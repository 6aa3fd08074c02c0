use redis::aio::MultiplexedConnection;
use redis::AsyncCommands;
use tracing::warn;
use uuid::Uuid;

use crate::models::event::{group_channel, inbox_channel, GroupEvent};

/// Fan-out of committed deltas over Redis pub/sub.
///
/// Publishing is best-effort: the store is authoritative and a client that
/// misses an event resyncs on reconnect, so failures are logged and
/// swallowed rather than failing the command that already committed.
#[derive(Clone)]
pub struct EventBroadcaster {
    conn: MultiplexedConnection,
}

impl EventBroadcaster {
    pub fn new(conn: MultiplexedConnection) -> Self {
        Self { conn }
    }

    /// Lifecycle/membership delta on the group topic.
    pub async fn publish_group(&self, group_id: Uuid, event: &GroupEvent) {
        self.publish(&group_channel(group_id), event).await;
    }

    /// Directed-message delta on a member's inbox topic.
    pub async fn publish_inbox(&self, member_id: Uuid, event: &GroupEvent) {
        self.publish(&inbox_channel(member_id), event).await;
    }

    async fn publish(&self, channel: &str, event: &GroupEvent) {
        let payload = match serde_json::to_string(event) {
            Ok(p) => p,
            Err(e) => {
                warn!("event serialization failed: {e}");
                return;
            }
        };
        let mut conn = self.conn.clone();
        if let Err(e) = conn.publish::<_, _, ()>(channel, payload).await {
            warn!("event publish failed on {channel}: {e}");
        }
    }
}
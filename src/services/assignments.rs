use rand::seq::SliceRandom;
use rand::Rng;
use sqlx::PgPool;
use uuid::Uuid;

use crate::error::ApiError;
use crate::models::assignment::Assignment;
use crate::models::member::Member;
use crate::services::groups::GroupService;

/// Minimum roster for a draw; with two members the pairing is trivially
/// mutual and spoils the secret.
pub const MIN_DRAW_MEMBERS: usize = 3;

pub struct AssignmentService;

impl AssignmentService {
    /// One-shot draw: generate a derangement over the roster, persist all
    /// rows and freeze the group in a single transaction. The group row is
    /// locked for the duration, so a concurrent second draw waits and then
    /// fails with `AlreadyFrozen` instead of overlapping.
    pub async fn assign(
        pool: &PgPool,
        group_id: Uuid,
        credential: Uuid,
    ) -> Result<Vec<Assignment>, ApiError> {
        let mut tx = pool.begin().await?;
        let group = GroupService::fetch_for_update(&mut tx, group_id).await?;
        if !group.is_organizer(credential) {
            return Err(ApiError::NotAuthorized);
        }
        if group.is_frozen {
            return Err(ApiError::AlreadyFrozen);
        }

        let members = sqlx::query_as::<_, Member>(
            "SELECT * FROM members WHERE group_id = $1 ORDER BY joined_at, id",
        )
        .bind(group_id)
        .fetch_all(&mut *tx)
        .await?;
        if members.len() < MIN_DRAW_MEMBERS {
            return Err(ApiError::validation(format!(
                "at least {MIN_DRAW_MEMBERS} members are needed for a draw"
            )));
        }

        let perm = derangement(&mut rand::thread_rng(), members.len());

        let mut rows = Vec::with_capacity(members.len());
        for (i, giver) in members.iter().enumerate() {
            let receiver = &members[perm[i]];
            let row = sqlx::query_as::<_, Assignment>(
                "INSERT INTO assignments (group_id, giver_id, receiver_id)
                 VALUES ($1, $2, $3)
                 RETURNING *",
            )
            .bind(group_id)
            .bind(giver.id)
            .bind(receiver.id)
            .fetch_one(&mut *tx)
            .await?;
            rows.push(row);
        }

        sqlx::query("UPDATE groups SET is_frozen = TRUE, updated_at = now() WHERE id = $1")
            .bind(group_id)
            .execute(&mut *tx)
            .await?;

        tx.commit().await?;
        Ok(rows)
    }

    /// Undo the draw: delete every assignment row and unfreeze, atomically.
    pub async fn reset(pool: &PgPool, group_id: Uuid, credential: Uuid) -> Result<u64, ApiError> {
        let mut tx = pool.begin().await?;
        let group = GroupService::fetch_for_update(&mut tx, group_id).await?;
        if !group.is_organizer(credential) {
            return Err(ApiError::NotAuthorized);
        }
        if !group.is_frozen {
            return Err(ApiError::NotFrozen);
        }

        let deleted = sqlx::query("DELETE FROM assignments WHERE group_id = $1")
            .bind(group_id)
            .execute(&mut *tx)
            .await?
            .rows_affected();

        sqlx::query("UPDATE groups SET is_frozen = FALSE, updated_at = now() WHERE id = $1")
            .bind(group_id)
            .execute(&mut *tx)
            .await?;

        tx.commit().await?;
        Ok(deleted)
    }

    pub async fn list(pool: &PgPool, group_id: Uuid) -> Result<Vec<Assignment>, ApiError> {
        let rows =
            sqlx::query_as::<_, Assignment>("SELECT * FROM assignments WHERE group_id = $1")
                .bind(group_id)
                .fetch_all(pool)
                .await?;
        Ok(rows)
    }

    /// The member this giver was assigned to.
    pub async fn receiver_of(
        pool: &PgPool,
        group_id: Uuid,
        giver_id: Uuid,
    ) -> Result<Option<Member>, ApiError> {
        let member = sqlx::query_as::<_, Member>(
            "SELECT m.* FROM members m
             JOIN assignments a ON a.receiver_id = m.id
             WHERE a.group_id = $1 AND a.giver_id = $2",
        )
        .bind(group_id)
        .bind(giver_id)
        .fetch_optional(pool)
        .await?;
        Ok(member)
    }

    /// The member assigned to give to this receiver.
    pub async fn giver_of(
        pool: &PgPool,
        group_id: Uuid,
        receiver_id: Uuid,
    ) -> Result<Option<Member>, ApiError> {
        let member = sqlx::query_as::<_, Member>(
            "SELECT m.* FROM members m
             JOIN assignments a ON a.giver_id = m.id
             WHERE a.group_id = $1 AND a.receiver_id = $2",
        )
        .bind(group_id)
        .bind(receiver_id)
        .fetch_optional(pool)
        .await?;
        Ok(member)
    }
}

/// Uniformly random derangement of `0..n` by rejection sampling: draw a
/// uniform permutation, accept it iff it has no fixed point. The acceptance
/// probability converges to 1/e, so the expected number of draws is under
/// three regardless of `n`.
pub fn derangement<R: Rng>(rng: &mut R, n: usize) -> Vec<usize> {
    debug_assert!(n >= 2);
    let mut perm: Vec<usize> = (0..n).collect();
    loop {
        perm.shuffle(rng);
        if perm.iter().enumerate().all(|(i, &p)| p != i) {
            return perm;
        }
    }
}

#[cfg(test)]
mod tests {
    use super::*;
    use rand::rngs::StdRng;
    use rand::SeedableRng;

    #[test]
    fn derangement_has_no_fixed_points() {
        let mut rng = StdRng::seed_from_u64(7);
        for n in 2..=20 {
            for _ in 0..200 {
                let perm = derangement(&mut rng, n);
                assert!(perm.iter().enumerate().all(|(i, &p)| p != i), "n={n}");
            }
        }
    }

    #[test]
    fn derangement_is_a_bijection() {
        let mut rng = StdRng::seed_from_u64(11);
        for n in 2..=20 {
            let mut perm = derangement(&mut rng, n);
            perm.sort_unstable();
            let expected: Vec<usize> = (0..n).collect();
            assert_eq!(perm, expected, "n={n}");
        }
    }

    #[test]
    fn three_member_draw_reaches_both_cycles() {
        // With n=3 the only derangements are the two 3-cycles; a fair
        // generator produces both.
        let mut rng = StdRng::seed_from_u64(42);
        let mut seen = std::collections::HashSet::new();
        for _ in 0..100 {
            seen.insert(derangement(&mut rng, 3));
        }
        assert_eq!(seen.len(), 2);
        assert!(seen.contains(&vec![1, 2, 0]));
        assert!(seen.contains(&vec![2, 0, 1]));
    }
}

◆ Exercise:
What lines of the listing above hold "payload"? Copy all of them.

◆ Answer to the problem:
        let payload = match serde_json::to_string(event) {
        if let Err(e) = conn.publish::<_, _, ()>(channel, payload).await {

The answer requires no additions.